• WORK REQUIRED
Each line below must be printed again exactly.

• PROVIDED DATA
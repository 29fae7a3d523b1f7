// Copyright (c) 2024-2026 Martin Schröder <info@swedishembedded.com>
//
// SPDX-License-Identifier: MIT
use thiserror::Error;

/// Typed store errors (§7 taxonomy: Transient external / Integrity).
#[derive(Debug, Error)]
pub enum StoreError {
    #[error("database is busy, retry")]
    Busy,
    #[error("row not found")]
    NotFound,
    #[error("integrity violation: {0}")]
    Integrity(String),
    #[error("sqlite error: {0}")]
    Sqlite(#[from] rusqlite::Error),
    #[error("pool error: {0}")]
    Pool(String),
}

impl StoreError {
    pub fn is_contention(&self) -> bool {
        matches!(self, StoreError::Busy)
            || matches!(
                self,
                StoreError::Sqlite(rusqlite::Error::SqliteFailure(
                    rusqlite::ffi::Error {
                        code: rusqlite::ffi::ErrorCode::DatabaseBusy
                            | rusqlite::ffi::ErrorCode::DatabaseLocked,
                        ..
                    },
                    _,
                ))
            )
    }
}
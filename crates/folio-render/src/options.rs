//! Renderer options

/// Default root for notebook images on the static asset host
pub const DEFAULT_ASSET_PREFIX: &str = "/notebooks/images";

/// Default clip shown in place of embedded video players
pub const DEFAULT_VIDEO_PLACEHOLDER_URL: &str = "/notebooks/media/video-placeholder.mp4";

/// Default syntect theme for code cells
pub const DEFAULT_THEME: &str = "InspiredGitHub";

/// Options for notebook rendering
#[derive(Debug, Clone, PartialEq, Eq)]
pub struct RenderOptions {
    /// Prefix that `images/...` references and stray absolute paths are re-rooted under
    pub asset_prefix: String,

    /// Source of the `<video>` that replaces outputs embedding a video player
    pub video_placeholder_url: String,

    /// Highlight code cell sources (plain escaped `<pre>` when disabled)
    pub highlight: bool,

    /// Name of the syntect theme used for highlighting
    pub theme: String,
}

impl Default for RenderOptions {
    fn default() -> Self {
        Self {
            asset_prefix: DEFAULT_ASSET_PREFIX.to_string(),
            video_placeholder_url: DEFAULT_VIDEO_PLACEHOLDER_URL.to_string(),
            highlight: true,
            theme: DEFAULT_THEME.to_string(),
        }
    }
}

impl RenderOptions {
    /// Create options with a different asset prefix (trailing `/` is dropped)
    #[must_use = "returns options with the asset prefix configured"]
    pub fn with_asset_prefix(mut self, prefix: impl Into<String>) -> Self {
        let prefix = prefix.into();
        self.asset_prefix = prefix.trim_end_matches('/').to_string();
        self
    }

    /// Create options with a different video placeholder
    #[must_use = "returns options with the video placeholder configured"]
    pub fn with_video_placeholder(mut self, url: impl Into<String>) -> Self {
        self.video_placeholder_url = url.into();
        self
    }

    /// Create options with highlighting enabled or disabled
    #[inline]
    #[must_use = "returns options with the highlight setting configured"]
    pub const fn with_highlight(mut self, enable: bool) -> Self {
        self.highlight = enable;
        self
    }

    /// Create options with a different highlighting theme
    #[must_use = "returns options with the theme configured"]
    pub fn with_theme(mut self, theme: impl Into<String>) -> Self {
        self.theme = theme.into();
        self
    }

    /// Asset URL for a bare filename
    #[must_use]
    pub fn asset_url(&self, filename: &str) -> String {
        format!("{}/{}", self.asset_prefix, filename.trim_start_matches('/'))
    }
}
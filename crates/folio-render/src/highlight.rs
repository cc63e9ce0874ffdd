//! Syntax highlighting for code cell sources

use crate::html::{escape_attr, escape_html};
use std::sync::LazyLock;
use syntect::highlighting::{Theme, ThemeSet};
use syntect::html::highlighted_html_for_string;
use syntect::parsing::{SyntaxReference, SyntaxSet};

static SYNTAX_SET: LazyLock<SyntaxSet> = LazyLock::new(SyntaxSet::load_defaults_newlines);
static THEME_SET: LazyLock<ThemeSet> = LazyLock::new(ThemeSet::load_defaults);

/// Highlights code to HTML with a fixed syntect theme
#[derive(Debug, Clone)]
pub struct CodeHighlighter {
    theme: Option<Theme>,
}

impl CodeHighlighter {
    /// Highlighter using the named theme; falls back to plain output if the theme is unknown
    #[must_use]
    pub fn new(theme_name: &str) -> Self {
        let theme = THEME_SET.themes.get(theme_name).cloned();
        if theme.is_none() {
            log::warn!("Unknown highlighting theme '{theme_name}', code cells render unhighlighted");
        }
        Self { theme }
    }

    /// Highlighter that only escapes
    #[inline]
    #[must_use]
    pub const fn plain() -> Self {
        Self { theme: None }
    }

    /// Render `source` as a highlighted `<pre>` block
    ///
    /// `language` is matched against syntect's syntax names, tokens and file
    /// extensions; unknown languages use the plain text syntax.
    #[must_use]
    pub fn highlight(&self, source: &str, language: &str) -> String {
        let Some(theme) = &self.theme else {
            return plain_block(source, language);
        };

        let syntax = find_syntax(language);
        match highlighted_html_for_string(source, &SYNTAX_SET, syntax, theme) {
            Ok(html) => html,
            Err(e) => {
                log::warn!("Highlighting failed for {language} source: {e}");
                plain_block(source, language)
            }
        }
    }
}

fn find_syntax(language: &str) -> &'static SyntaxReference {
    let set: &'static SyntaxSet = &SYNTAX_SET;
    set.find_syntax_by_token(language)
        .or_else(|| set.find_syntax_by_name(language))
        .or_else(|| set.find_syntax_by_extension(&language.to_lowercase()))
        .unwrap_or_else(|| set.find_syntax_plain_text())
}

fn plain_block(source: &str, language: &str) -> String {
    format!(
        "<pre><code class=\"language-{}\">{}</code></pre>",
        escape_attr(&language.to_lowercase()),
        escape_html(source)
    )
}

• RESULT BELOW
repository 29fae7a3d523b1f7
// Copyright (c) 2024-2026 Martin Schröder <info@swedishembedded.com>
//
// SPDX-License-Identifier: MIT
use thiserror::Error;

/// Typed store errors (§7 taxonomy: Transient external / Integrity).
#[derive(Debug, Error)]
pub enum StoreError {
    #[error("database is busy, retry")]
    Busy,
    #[error("row not found")]
    NotFound,
    #[error("integrity violation: {0}")]
    Integrity(String),
    #[error("sqlite error: {0}")]
    Sqlite(#[from] rusqlite::Error),
    #[error("pool error: {0}")]
    Pool(String),
}

impl StoreError {
    pub fn is_contention(&self) -> bool {
        matches!(self, StoreError::Busy)
            || matches!(
                self,
                StoreError::Sqlite(rusqlite::Error::SqliteFailure(
                    rusqlite::ffi::Error {
                        code: rusqlite::ffi::ErrorCode::DatabaseBusy
                            | rusqlite::ffi::ErrorCode::DatabaseLocked,
                        ..
                    },
                    _,
                ))
            )
    }
}
filename crates/folio-render/src/options.rs
//! Renderer options

/// Default root for notebook images on the static asset host
pub const DEFAULT_ASSET_PREFIX: &str = "/notebooks/images";

/// Default clip shown in place of embedded video players
pub const DEFAULT_VIDEO_PLACEHOLDER_URL: &str = "/notebooks/media/video-placeholder.mp4";

/// Default syntect theme for code cells
pub const DEFAULT_THEME: &str = "InspiredGitHub";

/// Options for notebook rendering
#[derive(Debug, Clone, PartialEq, Eq)]
pub struct RenderOptions {
    /// Prefix that `images/...` references and stray absolute paths are re-rooted under
    pub asset_prefix: String,

    /// Source of the `<video>` that replaces outputs embedding a video player
    pub video_placeholder_url: String,

    /// Highlight code cell sources (plain escaped `<pre>` when disabled)
    pub highlight: bool,

    /// Name of the syntect theme used for highlighting
    pub theme: String,
}

impl Default for RenderOptions {
    fn default() -> Self {
        Self {
            asset_prefix: DEFAULT_ASSET_PREFIX.to_string(),
            video_placeholder_url: DEFAULT_VIDEO_PLACEHOLDER_URL.to_string(),
            highlight: true,
            theme: DEFAULT_THEME.to_string(),
        }
    }
}

impl RenderOptions {
    /// Create options with a different asset prefix (trailing `/` is dropped)
    #[must_use = "returns options with the asset prefix configured"]
    pub fn with_asset_prefix(mut self, prefix: impl Into<String>) -> Self {
        let prefix = prefix.into();
        self.asset_prefix = prefix.trim_end_matches('/').to_string();
        self
    }

    /// Create options with a different video placeholder
    #[must_use = "returns options with the video placeholder configured"]
    pub fn with_video_placeholder(mut self, url: impl Into<String>) -> Self {
        self.video_placeholder_url = url.into();
        self
    }

    /// Create options with highlighting enabled or disabled
    #[inline]
    #[must_use = "returns options with the highlight setting configured"]
    pub const fn with_highlight(mut self, enable: bool) -> Self {
        self.highlight = enable;
        self
    }

    /// Create options with a different highlighting theme
    #[must_use = "returns options with the theme configured"]
    pub fn with_theme(mut self, theme: impl Into<String>) -> Self {
        self.theme = theme.into();
        self
    }

    /// Asset URL for a bare filename
    #[must_use]
    pub fn asset_url(&self, filename: &str) -> String {
        format!("{}/{}", self.asset_prefix, filename.trim_start_matches('/'))
    }
}
filename crates/folio-render/src/highlight.rs
repository cc63e9ce0874ffdd
//! Syntax highlighting for code cell sources

use crate::html::{escape_attr, escape_html};
use std::sync::LazyLock;
use syntect::highlighting::{Theme, ThemeSet};
use syntect::html::highlighted_html_for_string;
use syntect::parsing::{SyntaxReference, SyntaxSet};

static SYNTAX_SET: LazyLock<SyntaxSet> = LazyLock::new(SyntaxSet::load_defaults_newlines);
static THEME_SET: LazyLock<ThemeSet> = LazyLock::new(ThemeSet::load_defaults);

/// Highlights code to HTML with a fixed syntect theme
#[derive(Debug, Clone)]
pub struct CodeHighlighter {
    theme: Option<Theme>,
}

impl CodeHighlighter {
    /// Highlighter using the named theme; falls back to plain output if the theme is unknown
    #[must_use]
    pub fn new(theme_name: &str) -> Self {
        let theme = THEME_SET.themes.get(theme_name).cloned();
        if theme.is_none() {
            log::warn!("Unknown highlighting theme '{theme_name}', code cells render unhighlighted");
        }
        Self { theme }
    }

    /// Highlighter that only escapes
    #[inline]
    #[must_use]
    pub const fn plain() -> Self {
        Self { theme: None }
    }

    /// Render `source` as a highlighted `<pre>` block
    ///
    /// `language` is matched against syntect's syntax names, tokens and file
    /// extensions; unknown languages use the plain text syntax.
    #[must_use]
    pub fn highlight(&self, source: &str, language: &str) -> String {
        let Some(theme) = &self.theme else {
            return plain_block(source, language);
        };

        let syntax = find_syntax(language);
        match highlighted_html_for_string(source, &SYNTAX_SET, syntax, theme) {
            Ok(html) => html,
            Err(e) => {
                log::warn!("Highlighting failed for {language} source: {e}");
                plain_block(source, language)
            }
        }
    }
}

fn find_syntax(language: &str) -> &'static SyntaxReference {
    let set: &'static SyntaxSet = &SYNTAX_SET;
    set.find_syntax_by_token(language)
        .or_else(|| set.find_syntax_by_name(language))
        .or_else(|| set.find_syntax_by_extension(&language.to_lowercase()))
        .unwrap_or_else(|| set.find_syntax_plain_text())
}

fn plain_block(source: &str, language: &str) -> String {
    format!(
        "<pre><code class=\"language-{}\">{}</code></pre>",
        escape_attr(&language.to_lowercase()),
        escape_html(source)
    )
}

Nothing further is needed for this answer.